United States District Court, D. Columbia
Apr 24, 2002
Misc. No. 99-1197; MDL No. 1285 (D.D.C. Apr. 24, 2002)

Opinion

Misc. No. 99-1197; MDL No. 1285

April 24, 2002


Memorandum Opinion Re: Sumitomo Chemical Co., Ltd's Motion to Dismiss


Pending before the Court is defendant Sumitomo Chemical Co., Ltd.'s ("SCC") Motion to Dismiss Plaintiffs' Second Consolidated Amended Class Action Complaint Relating to Vitamins A, C, B, B1, B2, B5, B6, B12, H, Beta Carotene, Canthaxanthin, Astaxanthin, and Vitamin Premixes, pursuant to Fed.R.Civ.P. 12(b)(2), for lack of personal jurisdiction. Upon careful consideration of defendant's motion, defendant's supplemental brief, plaintiffs' opposition, defendant's reply, defendants memorandum in further support of motion, and the entire record herein, the Court will grant SCC's motion to dismiss for lack of personal jurisdiction.

Background

On September 28, 1999, plaintiffs filed a class action complaint against numerous defendants, alleging a long running, worldwide conspiracy to fix prices and allocate market shares of vitamins, vitamin premixes, and other bulk vitamin products. Plaintiffs seek treble damages and injunctive relief under §§ 4 and 16 of the Clayton Act, 15 U.S.C. § 15, 26. Plaintiffs allege that, one such defendant, SCC, a corporation organized under the laws of and headquartered in Japan, engaged in this conspiracy with regard to the sale of folic acid and biotin. On January 13, 2002, SCC, one of the few defendants not to have pled guilty to price-fixing or any other antitrust violation relating to vitamins or vitamin products, filed a motion to dismiss the complaint for lack of personal jurisdiction, failure to plead allegations of fraudulent concealment with particularity, and failure to state a claim upon which relief can be granted. In an Order dated May 25, 2000 ("May 25th Order"), this Court denied SCC's motions to dismiss for failure to state a claim upon which relief can be granted and for failure to plead allegations of fraudulent concealment with particularity, but expressly reserved decision on SCC's motion to dismiss pursuant to Fed.R.Civ.P. 12(b)(2) for lack of personal jurisdiction. On February 15, 2002, SCC filed a Memorandum in Further Support of Motion to Dismiss for Jack of personal jurisdiction and on February 22, 2002, SCC filed a Supplemental Brief to the Memorandum of Law in Support of its Motion to Dismiss claiming that the complaint must be dismissed pursuant to Fed.R.Civ.P. 12(b)(3) as the District of Columbia is an improper venue.

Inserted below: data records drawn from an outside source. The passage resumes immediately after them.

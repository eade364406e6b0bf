//! The operator-facing transition table. Distinct from the automatic table
//! on purpose: an operator action races the loop, and the only
//! synchronisation is the dispatcher's running check plus the store's
//! optimistic row update.

use ar_core::types::{Issue, IssueState};

/// Fields `POST /issues/{id}/reset` may clear.
pub const RESETTABLE_FIELDS: [&str; 4] = [
    "check_fix_attempts",
    "error_message",
    "last_review_id",
    "last_check_sha",
];

#[derive(Debug, thiserror::Error, PartialEq, Eq)]
pub enum ManualTransitionError {
    #[error("transition from {from} to {to} is not allowed")]
    Disallowed { from: IssueState, to: IssueState },
    #[error("transition to {to} requires a workspace")]
    NeedsWorkspace { to: IssueState },
    #[error("transition to {to} requires an open pull request")]
    NeedsPr { to: IssueState },
}

/// Target states an operator may request from `from`, before prerequisite
/// filtering. `completed` and `waiting_approval` are only ever reached
/// automatically and appear in no row.
pub fn manual_targets(from: IssueState) -> &'static [IssueState] {
    use IssueState::*;
    match from {
        Queued => &[Refining],
        Refining => &[Queued, Approved],
        Approved => &[Queued, Refining, Building],
        Paused | Failed => &[
            Queued,
            Refining,
            Approved,
            Building,
            InReview,
            AddressingFeedback,
            FixingChecks,
        ],
        InReview => &[AddressingFeedback, FixingChecks, Building, Refining, Queued],
        AddressingFeedback => &[InReview, Building],
        FixingChecks => &[InReview, Building],
        Building => &[Approved, Refining, Queued],
        WaitingApproval | Completed => &[],
    }
}

/// Validate an operator transition request against the table and the
/// workspace / pull-request prerequisites.
pub fn validate_manual(issue: &Issue, target: IssueState) -> Result<(), ManualTransitionError> {
    if !manual_targets(issue.state).contains(&target) {
        return Err(ManualTransitionError::Disallowed {
            from: issue.state,
            to: target,
        });
    }
    if target == IssueState::Building && !issue.has_workspace() {
        return Err(ManualTransitionError::NeedsWorkspace { to: target });
    }
    if target.requires_pr() && !issue.has_pr() {
        return Err(ManualTransitionError::NeedsPr { to: target });
    }
    Ok(())
}

/// Targets currently reachable for this issue (table ∩ prerequisites).
pub fn reachable_targets(issue: &Issue) -> Vec<IssueState> {
    manual_targets(issue.state)
        .iter()
        .copied()
        .filter(|target| validate_manual(issue, *target).is_ok())
        .collect()
}

/// The subset of resettable fields whose current values are non-zero.
pub fn resettable_nonzero(issue: &Issue) -> Vec<&'static str> {
    let mut fields = Vec::new();
    if issue.check_fix_attempts > 0 {
        fields.push("check_fix_attempts");
    }
    if issue.error_message.is_some() {
        fields.push("error_message");
    }
    if issue.last_review_id.is_some() {
        fields.push("last_review_id");
    }
    if issue.last_check_sha.is_some() {
        fields.push("last_check_sha");
    }
    fields
}

/// Clear the named fields on the issue. Unknown names are ignored; the
/// names actually applied are returned (empty when nothing matched).
pub fn apply_field_resets(issue: &mut Issue, fields: &[String]) -> Vec<&'static str> {
    let mut applied = Vec::new();
    for field in fields {
        match field.as_str() {
            "check_fix_attempts" => {
                issue.check_fix_attempts = 0;
                applied.push("check_fix_attempts");
            }
            "error_message" => {
                issue.error_message = None;
                applied.push("error_message");
            }
            "last_review_id" => {
                issue.last_review_id = None;
                applied.push("last_review_id");
            }
            "last_check_sha" => {
                issue.last_check_sha = None;
                applied.push("last_check_sha");
            }
            _ => {}
        }
    }
    applied
}

// ---------------------------------------------------------------------------
// Tests
// ---------------------------------------------------------------------------
use std::fmt;
use std::sync::Arc;

use ar_core::types::{Issue, IssueState};

use crate::actions::TransitionAction;

// ---------------------------------------------------------------------------
// Transition
// ---------------------------------------------------------------------------

/// Whether the orchestrator executes a transition inline or hands it to the
/// worker dispatcher.
#[derive(Debug, Clone, Copy, PartialEq, Eq)]
pub enum ExecClass {
    Sync,
    Async,
}

/// Pure predicate over an issue snapshot.
pub type Guard = Arc<dyn Fn(&Issue) -> bool + Send + Sync>;

/// One permitted automatic edge: `(from, to, guard, action)` plus the
/// routing metadata the orchestrator needs.
pub struct Transition {
    pub from: IssueState,
    pub to: IssueState,
    pub label: &'static str,
    pub class: ExecClass,
    /// When false the action persists its own state changes (the build path
    /// enters `building` at dispatch time, per I5) and the generic success
    /// bookkeeping leaves `state` alone.
    pub applies_target_state: bool,
    pub guard: Option<Guard>,
    pub action: Option<Arc<dyn TransitionAction>>,
}

impl Transition {
    pub fn sync(from: IssueState, to: IssueState, label: &'static str) -> Self {
        Self {
            from,
            to,
            label,
            class: ExecClass::Sync,
            applies_target_state: true,
            guard: None,
            action: None,
        }
    }

    pub fn async_(from: IssueState, to: IssueState, label: &'static str) -> Self {
        Self {
            class: ExecClass::Async,
            ..Self::sync(from, to, label)
        }
    }

    pub fn guarded(mut self, guard: impl Fn(&Issue) -> bool + Send + Sync + 'static) -> Self {
        self.guard = Some(Arc::new(guard));
        self
    }

    pub fn with_action(mut self, action: Arc<dyn TransitionAction>) -> Self {
        self.action = Some(action);
        self
    }

    /// Mark the action as managing issue state itself (build dispatch).
    pub fn self_persisting(mut self) -> Self {
        self.applies_target_state = false;
        self
    }

    fn matches(&self, issue: &Issue) -> bool {
        self.from == issue.state && self.guard.as_ref().map_or(true, |guard| guard(issue))
    }
}

impl fmt::Debug for Transition {
    fn fmt(&self, f: &mut fmt::Formatter<'_>) -> fmt::Result {
        f.debug_struct("Transition")
            .field("from", &self.from)
            .field("to", &self.to)
            .field("label", &self.label)
            .field("class", &self.class)
            .finish()
    }
}

// ---------------------------------------------------------------------------
// StateMachine
// ---------------------------------------------------------------------------

/// Registry of automatic transitions, evaluated in registration order.
/// Registered once at startup; evaluation is pure over an issue snapshot.
#[derive(Default)]
pub struct StateMachine {
    transitions: Vec<Transition>,
}

impl StateMachine {
    pub fn new() -> Self {
        Self::default()
    }

    pub fn register(&mut self, transition: Transition) {
        tracing::debug!(
            from = %transition.from,
            to = %transition.to,
            label = transition.label,
            "transition registered"
        );
        self.transitions.push(transition);
    }

    /// First registered transition whose `from` matches the issue's state
    /// and whose guard passes. Registration order is the priority order;
    /// duplicate `(from, to)` pairs are permitted and distinguished by guard.
    pub fn evaluate(&self, issue: &Issue) -> Option<&Transition> {
        self.transitions.iter().find(|t| t.matches(issue))
    }

    /// Whether `(from, to)` is a registered automatic pair.
    pub fn allows(&self, from: IssueState, to: IssueState) -> bool {
        self.transitions
            .iter()
            .any(|t| t.from == from && t.to == to)
    }

    pub fn transitions_from(&self, from: IssueState) -> impl Iterator<Item = &Transition> {
        self.transitions.iter().filter(move |t| t.from == from)
    }

    pub fn len(&self) -> usize {
        self.transitions.len()
    }

    pub fn is_empty(&self) -> bool {
        self.transitions.is_empty()
    }
}

// ---------------------------------------------------------------------------
// Tests
// ---------------------------------------------------------------------------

In its May 9, 2000 Opinion and Order ("May 9th Opinion"), this Court denied numerous defendants' Motions to Dismiss against various plaintiffs in this MDL proceeding for failure to state a claim upon which relief can be granted pursuant to Fed.R.Civ.P. 12(b)(6), and failure to plead allegations of fraudulent concealment with particularity pursuant to Fed.R.Civ.P. 9(b). In its May 25, 2000 Order, the Court amended the May 9th Opinion to include Sumitomo Chemical Co., Ltd. and Sumitomo Chemical America, Inc. in the list of defendants whose motions to dismiss were denied by the May 9th Order. The Court, in footnote I of the May 25th Order, noted that Sumitomo Chemical Co., Ltd.'s motion to dismiss pursuant to Fed.R.Civ.P. 12(b)(2) for lack of personal jurisdiction had not been addressed by the May 9th Opinion, and therefore expressly preserved Sumitomo Chemical Co., Ltd.'s motion to dismiss for lack of personal jurisdiction for future consideration.

Discussion

Plaintiffs in this action offer two statutory bases to support personal jurisdiction in the District of Columbia: (1) Section 12 of the Clayton Act, 15 U.S.C. § 22, and (2) the D.C. Long Arm Statute, § 13-423.

1. Section 12 of the Clayton Act — Contacts Requirement

The issue of whether, pursuant to Section 12 of the Clayton Act, the relevant forum on which to analyze defendants' conduct for the purposes of personal jurisdiction is the District of Columbia or the United States as a whole has already been addressed by this Court. On July 29, 1999, the Court addressed the contacts requirement in the context of resolving the scope and nature of jurisdictional discovery from foreign defendants, see Memorandum Opinion, July 29, 1999 ("July 29 Opinion"). The July 29 Opinion relied on Go Video, Inc. v. Akai Elec. Co., Ltd., 885 F.2d 1406 (9th Cir. 1989) in interpreting the nationwide service provision of § 12 of the Clayton Act, and concluded that was appropriate to use a national contacts test for personal jurisdiction under the Clayton Act. However, on January 11, 2000, the United States Court of Appeals for the D.C. Circuit issued an opinion in GTE New Media Services, Inc. v. Bell South Corp., 199 F.3d 1343 (D.C. Cir. 2000), holding that the relevant forum for personal jurisdiction under the Clayton Act is not a nationwide inquiry, but rather is a local contacts inquiry. The court in GTE specifically held that the language of Section 12 of the Clayton Act allowing for worldwide service of process may only be used in cases in which the entire initial venue provision has been satisfied. Thus, worldwide service of process is authorized only after the court finds that the defendants are inhabitants of, may be found in, or transact business in the forum in which the complaint is filed. in light of the D.C. Circuits opinion in GTE, on March 27, 2000, the Court reconsidered its position and adopted a local contacts test for personal jurisdiction under the Clayton Act. See In Re: Vitamins Antitrust Litig., 94 F. Supp.2d 26, 30 (D.D.C. 2000) ("March 27th Opinion") ("Although this Court is greatly concerned with the effect of a local contacts test on the consolidation and management of multidistrict litigation, it is bound by this Circuit's statutory analysis of the Clayton Act and its clear rejection of the Go Video approach in GTE.").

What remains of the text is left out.